═══ Given records

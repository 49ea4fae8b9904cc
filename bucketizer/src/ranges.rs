use crate::Bucket;

/// Cumulative weight boundaries for an ordered set of buckets.
///
/// For `n` buckets this holds `n + 1` boundaries. Bucket `i` owns the half-open
/// range `[bounds[i], bounds[i + 1])` and the final boundary is the total
/// weight. A bucket with zero weight owns an empty range.
#[derive(Clone, Debug, PartialEq, Eq)]
pub(crate) struct Ranges {
    bounds: Box<[u64]>,
}

impl Ranges {
    pub fn new(buckets: &[Bucket]) -> Self {
        let mut bounds = Vec::with_capacity(buckets.len() + 1);
        bounds.push(0);

        let mut sum = 0_u64;
        for bucket in buckets {
            sum += bucket.weight as u64;
            bounds.push(sum);
        }

        Self {
            bounds: bounds.into(),
        }
    }

    #[cfg(test)]
    pub(crate) fn from_raw(bounds: Vec<u64>) -> Self {
        Self {
            bounds: bounds.into(),
        }
    }

    pub fn weight_sum(&self) -> u64 {
        self.bounds.last().copied().unwrap_or(0)
    }

    pub fn as_slice(&self) -> &[u64] {
        &self.bounds
    }

    /// Returns the index of the bucket whose range contains `remainder`, if
    /// any. The scan is linear, bucket sets are expected to be small.
    pub fn index_of(&self, remainder: u64) -> Option<usize> {
        self.bounds
            .windows(2)
            .position(|w| w[0] <= remainder && remainder < w[1])
    }
}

══════

What you should do> Only the lines from the one containing "pub fn new(buckets: &[Bucket])" through the end of the material belong in the answer, each restated word for word.

Answer area>
    pub fn new(buckets: &[Bucket]) -> Self {
        let mut bounds = Vec::with_capacity(buckets.len() + 1);
        bounds.push(0);

        let mut sum = 0_u64;
        for bucket in buckets {
            sum += bucket.weight as u64;
            bounds.push(sum);
        }

        Self {
            bounds: bounds.into(),
        }
    }

    #[cfg(test)]
    pub(crate) fn from_raw(bounds: Vec<u64>) -> Self {
        Self {
            bounds: bounds.into(),
        }
    }

    pub fn weight_sum(&self) -> u64 {
        self.bounds.last().copied().unwrap_or(0)
    }

    pub fn as_slice(&self) -> &[u64] {
        &self.bounds
    }

    /// Returns the index of the bucket whose range contains `remainder`, if
    /// any. The scan is linear, bucket sets are expected to be small.
    pub fn index_of(&self, remainder: u64) -> Option<usize> {
        self.bounds
            .windows(2)
            .position(|w| w[0] <= remainder && remainder < w[1])
    }
}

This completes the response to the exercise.